WHAT TO DO
Beginning with the first line, transcribe the entries below exactly through the line containing "pub fn delete(path: impl", inclusive.

[Saved entries]
# # # #

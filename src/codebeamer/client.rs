use color_eyre::{eyre::eyre, Result};
use reqwest::header::{HeaderMap, HeaderValue, ACCEPT, AUTHORIZATION, CONTENT_TYPE};
use reqwest::{Certificate, Method};
use serde::ser::{Serialize, SerializeMap, Serializer};
use serde_json::{Map, Value};
use std::error::Error as _;
use std::future::Future;
use std::time::Duration;
use tracing::{debug, warn};

use crate::cache::CachePolicy;
use crate::config::{Config, SslVerify};

/// Result of a single physical API call.
pub type ApiResult = std::result::Result<Value, ApiError>;

/// One physical call against the REST API.
#[derive(Debug, Clone, PartialEq)]
pub struct ApiRequest {
  pub method: Method,
  /// Path below the base URL, always starting with `/`
  pub path: String,
  pub query: Map<String, Value>,
  pub body: Option<Value>,
  pub cache: CachePolicy,
}

impl ApiRequest {
  fn new(method: Method, path: impl Into<String>, cache: CachePolicy) -> Self {
    let path = path.into();
    let path = if path.starts_with('/') {
      path
    } else {
      format!("/{}", path)
    };
    Self {
      method,
      path,
      query: Map::new(),
      body: None,
      cache,
    }
  }

  /// Read request, cached with the default TTL.
  pub fn get(path: impl Into<String>) -> Self {
    Self::new(Method::GET, path, CachePolicy::Default)
  }

  /// Write request, never cached.
  pub fn post(path: impl Into<String>, body: Value) -> Self {
    Self::new(Method::POST, path, CachePolicy::Bypass).with_body(body)
  }

  pub fn put(path: impl Into<String>, body: Value) -> Self {
    Self::new(Method::PUT, path, CachePolicy::Bypass).with_body(body)
  }

  pub fn delete(path: impl Into<String>) -> Self {
    Self::new(Method::DELETE, path, CachePolicy::Bypass)
  }

  pub fn param(mut self, key: &str, value: impl Into<Value>) -> Self {
    self.query.insert(key.to_string(), value.into());
    self
  }

  pub fn with_body(mut self, body: Value) -> Self {
    self.body = Some(body);
    self
  }

  pub fn cache(mut self, cache: CachePolicy) -> Self {
    self.cache = cache;
    self
  }
}

// ============================================================================
// Errors
// ============================================================================

/// Category of a failed call.
#[derive(Debug, Clone, Copy, PartialEq, Eq)]
pub enum ApiErrorKind {
  /// The server answered with a non-success status
  Status,
  /// The request exceeded the configured timeout
  Timeout,
  /// TLS handshake or certificate verification failed
  Tls,
  /// Connection refused, DNS failure, broken body, ...
  Network,
}

impl ApiErrorKind {
  fn as_str(self) -> &'static str {
    match self {
      ApiErrorKind::Status => "status",
      ApiErrorKind::Timeout => "timeout",
      ApiErrorKind::Tls => "tls",
      ApiErrorKind::Network => "network",
    }
  }
}

/// Structured failure of a physical call.
///
/// Carried as data through composite results rather than aborting them.
/// Serializes as `{"error": true, "kind", "statusCode", "message", "details", ...}`
/// with any JSON object the server returned merged in.
#[derive(Debug, Clone, PartialEq, thiserror::Error)]
#[error("{message}")]
pub struct ApiError {
  pub kind: ApiErrorKind,
  pub status_code: Option<u16>,
  pub message: String,
  pub details: Option<String>,
  /// Fields of the server's JSON error body
  pub server: Map<String, Value>,
}

const RESERVED_KEYS: &[&str] = &["error", "kind", "statusCode", "message", "details"];

impl ApiError {
  /// Non-success HTTP response. A JSON object body is merged into the error.
  pub fn status(status_code: u16, body: &str) -> Self {
    let server = match serde_json::from_str::<Value>(body) {
      Ok(Value::Object(map)) => map,
      _ => Map::new(),
    };
    Self {
      kind: ApiErrorKind::Status,
      status_code: Some(status_code),
      message: format!("API request failed with status {}", status_code),
      details: (!body.is_empty()).then(|| body.to_string()),
      server,
    }
  }

  pub fn network(message: impl Into<String>) -> Self {
    Self::bare(ApiErrorKind::Network, message.into())
  }

  pub fn timeout(after: Duration) -> Self {
    Self::bare(
      ApiErrorKind::Timeout,
      format!("Request timed out after {}s", after.as_secs()),
    )
  }

  pub fn tls(details: impl Into<String>) -> Self {
    Self {
      details: Some(details.into()),
      ..Self::bare(
        ApiErrorKind::Tls,
        "SSL verification failed. Try setting CODEBEAMER_SSL_VERIFY=false if using self-signed certs."
          .to_string(),
      )
    }
  }

  fn bare(kind: ApiErrorKind, message: String) -> Self {
    Self {
      kind,
      status_code: None,
      message,
      details: None,
      server: Map::new(),
    }
  }

  fn from_reqwest(err: reqwest::Error, timeout: Duration) -> Self {
    if err.is_timeout() {
      return Self::timeout(timeout);
    }
    // Host names must never reach the classifier
    let err = err.without_url();
    let causes = source_chain(&err);
    let chain = if causes.is_empty() {
      err.to_string()
    } else {
      format!("{}: {}", err, causes)
    };
    if is_tls_failure(err.is_connect(), &causes) {
      return Self::tls(chain);
    }
    Self::network(format!("Network error: {}", chain))
  }
}

impl Serialize for ApiError {
  fn serialize<S: Serializer>(&self, serializer: S) -> std::result::Result<S::Ok, S::Error> {
    let mut map = serializer.serialize_map(None)?;
    map.serialize_entry("error", &true)?;
    map.serialize_entry("kind", self.kind.as_str())?;
    if let Some(code) = self.status_code {
      map.serialize_entry("statusCode", &code)?;
    }
    map.serialize_entry("message", &self.message)?;
    if let Some(details) = &self.details {
      map.serialize_entry("details", details)?;
    }
    for (key, value) in &self.server {
      if !RESERVED_KEYS.contains(&key.as_str()) {
        map.serialize_entry(key, value)?;
      }
    }
    map.end()
  }
}

/// Messages of the underlying causes of `err`, outermost first.
fn source_chain(err: &reqwest::Error) -> String {
  let mut causes = Vec::new();
  let mut source = err.source();
  while let Some(cause) = source {
    causes.push(cause.to_string());
    source = cause.source();
  }
  causes.join(": ")
}

/// A TLS failure happens while connecting, and names the TLS layer in one
/// of its causes.
fn is_tls_failure(is_connect: bool, causes: &str) -> bool {
  let lower = causes.to_lowercase();
  is_connect
    && ["certificate", "tls", "ssl", "handshake"]
      .iter()
      .any(|needle| lower.contains(needle))
}

/// Interpret a success body: empty is `null`, unparseable is `{}`.
pub fn parse_payload(body: &[u8]) -> Value {
  if body.iter().all(u8::is_ascii_whitespace) {
    return Value::Null;
  }
  serde_json::from_slice(body).unwrap_or_else(|_| Value::Object(Map::new()))
}

// ============================================================================
// Transport
// ============================================================================

/// The network-facing seam: performs one physical call.
pub trait Transport: Send + Sync {
  fn send(&self, request: &ApiRequest) -> impl Future<Output = ApiResult> + Send;
}

/// Codebeamer REST transport over reqwest.
#[derive(Clone)]
pub struct HttpTransport {
  client: reqwest::Client,
  base_url: String,
  timeout: Duration,
}

impl HttpTransport {
  pub fn new(config: &Config, token: &str) -> Result<Self> {
    let timeout = config.timeout();

    let mut headers = HeaderMap::new();
    let bearer = HeaderValue::from_str(&format!("Bearer {}", token))
      .map_err(|e| eyre!("Invalid API token: {}", e))?;
    headers.insert(AUTHORIZATION, bearer);
    headers.insert(CONTENT_TYPE, HeaderValue::from_static("application/json"));
    headers.insert(ACCEPT, HeaderValue::from_static("application/json"));

    let mut builder = reqwest::Client::builder()
      .timeout(timeout)
      .default_headers(headers);

    builder = match &config.codebeamer.ssl_verify {
      SslVerify::Enabled(true) => builder,
      SslVerify::Enabled(false) => builder.danger_accept_invalid_certs(true),
      SslVerify::CaBundle(path) => {
        let pem = std::fs::read(path)
          .map_err(|e| eyre!("Failed to read CA bundle {}: {}", path.display(), e))?;
        let cert = Certificate::from_pem(&pem)
          .map_err(|e| eyre!("Invalid CA bundle {}: {}", path.display(), e))?;
        builder.add_root_certificate(cert)
      }
    };

    let client = builder
      .build()
      .map_err(|e| eyre!("Failed to create HTTP client: {}", e))?;

    Ok(Self {
      client,
      base_url: config.codebeamer.url.trim_end_matches('/').to_string(),
      timeout,
    })
  }

  async fn execute(&self, request: &ApiRequest) -> ApiResult {
    let url = format!("{}{}", self.base_url, request.path);
    debug!(method = %request.method, path = %request.path, "API call");

    let mut builder = self.client.request(request.method.clone(), &url);
    if !request.query.is_empty() {
      builder = builder.query(&request.query);
    }
    if let Some(body) = &request.body {
      builder = builder.body(body.to_string());
    }

    let response = builder
      .send()
      .await
      .map_err(|e| ApiError::from_reqwest(e, self.timeout))?;
    let status = response.status();
    let bytes = response
      .bytes()
      .await
      .map_err(|e| ApiError::from_reqwest(e, self.timeout))?;

    if status.is_success() {
      Ok(parse_payload(&bytes))
    } else {
      let body = String::from_utf8_lossy(&bytes);
      warn!(status = status.as_u16(), path = %request.path, "API error response");
      Err(ApiError::status(status.as_u16(), &body))
    }
  }
}

impl Transport for HttpTransport {
  async fn send(&self, request: &ApiRequest) -> ApiResult {
    self.execute(request).await
  }
}

#[cfg(test)]
mod tests {
  use super::*;
  use serde_json::json;

  #[test]
  fn test_path_gets_leading_slash() {
    assert_eq!(ApiRequest::get("v3/projects").path, "/v3/projects");
    assert_eq!(ApiRequest::get("/v3/projects").path, "/v3/projects");
  }

  #[test]
  fn test_reads_cache_writes_bypass() {
    assert_eq!(ApiRequest::get("/v3/items/1").cache, CachePolicy::Default);
    assert_eq!(
      ApiRequest::put("/v3/items/1/fields", json!({})).cache,
      CachePolicy::Bypass
    );
    assert_eq!(ApiRequest::delete("/v3/associations/3").cache, CachePolicy::Bypass);
  }

  #[test]
  fn test_parse_payload_empty_and_malformed() {
    assert_eq!(parse_payload(b""), Value::Null);
    assert_eq!(parse_payload(b"  \n"), Value::Null);
    assert_eq!(parse_payload(b"<html>"), json!({}));
    assert_eq!(parse_payload(br#"{"id": 1}"#), json!({"id": 1}));
  }

  #[test]
  fn test_status_error_merges_server_detail() {
    let err = ApiError::status(400, r#"{"message": "bad field", "resourceUri": "/v3/items/1"}"#);
    let value = serde_json::to_value(&err).unwrap();

    assert_eq!(value["error"], json!(true));
    assert_eq!(value["statusCode"], json!(400));
    assert_eq!(value["kind"], json!("status"));
    assert_eq!(value["message"], json!("API request failed with status 400"));
    assert_eq!(value["resourceUri"], json!("/v3/items/1"));
  }

  #[test]
  fn test_status_error_with_plain_body() {
    let err = ApiError::status(503, "Service Unavailable");
    assert!(err.server.is_empty());
    assert_eq!(err.details.as_deref(), Some("Service Unavailable"));
  }

  #[test]
  fn test_tls_error_shape() {
    let value = serde_json::to_value(ApiError::tls("invalid peer certificate")).unwrap();
    assert_eq!(value["kind"], json!("tls"));
    assert!(value.get("statusCode").is_none());
    assert!(value["message"]
      .as_str()
      .unwrap()
      .contains("CODEBEAMER_SSL_VERIFY"));
  }

  #[test]
  fn test_tls_detection() {
    assert!(is_tls_failure(
      true,
      "client error (Connect): invalid peer certificate: UnknownIssuer"
    ));
    assert!(!is_tls_failure(
      true,
      "client error (Connect): tcp connect error: Connection refused (os error 111)"
    ));
    // Only connection failures qualify
    assert!(!is_tls_failure(false, "error decoding response body: ssl_settings"));
  }

  #[tokio::test]
  async fn test_refused_connection_to_tls_named_host_is_network() {
    // Reserve a local port, then free it so connecting is refused
    let listener = std::net::TcpListener::bind("127.0.0.1:0").unwrap();
    let addr = listener.local_addr().unwrap();
    drop(listener);

    let client = reqwest::Client::builder()
      .no_proxy()
      .resolve("ssl.corp.example", addr)
      .build()
      .unwrap();
    let err = client
      .get(format!("http://ssl.corp.example:{}/v3/projects", addr.port()))
      .send()
      .await
      .unwrap_err();

    let error = ApiError::from_reqwest(err, Duration::from_secs(5));
    assert_eq!(error.kind, ApiErrorKind::Network);
    assert!(error.details.is_none());
    assert!(!error.message.contains("ssl.corp.example"));
  }
}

# # # #

RESPONSE TO THIS TASK
filename src/codebeamer/client.rs
use color_eyre::{eyre::eyre, Result};
use reqwest::header::{HeaderMap, HeaderValue, ACCEPT, AUTHORIZATION, CONTENT_TYPE};
use reqwest::{Certificate, Method};
use serde::ser::{Serialize, SerializeMap, Serializer};
use serde_json::{Map, Value};
use std::error::Error as _;
use std::future::Future;
use std::time::Duration;
use tracing::{debug, warn};

use crate::cache::CachePolicy;
use crate::config::{Config, SslVerify};

/// Result of a single physical API call.
pub type ApiResult = std::result::Result<Value, ApiError>;

/// One physical call against the REST API.
#[derive(Debug, Clone, PartialEq)]
pub struct ApiRequest {
  pub method: Method,
  /// Path below the base URL, always starting with `/`
  pub path: String,
  pub query: Map<String, Value>,
  pub body: Option<Value>,
  pub cache: CachePolicy,
}

impl ApiRequest {
  fn new(method: Method, path: impl Into<String>, cache: CachePolicy) -> Self {
    let path = path.into();
    let path = if path.starts_with('/') {
      path
    } else {
      format!("/{}", path)
    };
    Self {
      method,
      path,
      query: Map::new(),
      body: None,
      cache,
    }
  }

  /// Read request, cached with the default TTL.
  pub fn get(path: impl Into<String>) -> Self {
    Self::new(Method::GET, path, CachePolicy::Default)
  }

  /// Write request, never cached.
  pub fn post(path: impl Into<String>, body: Value) -> Self {
    Self::new(Method::POST, path, CachePolicy::Bypass).with_body(body)
  }

  pub fn put(path: impl Into<String>, body: Value) -> Self {
    Self::new(Method::PUT, path, CachePolicy::Bypass).with_body(body)
  }

  pub fn delete(path: impl Into<String>) -> Self {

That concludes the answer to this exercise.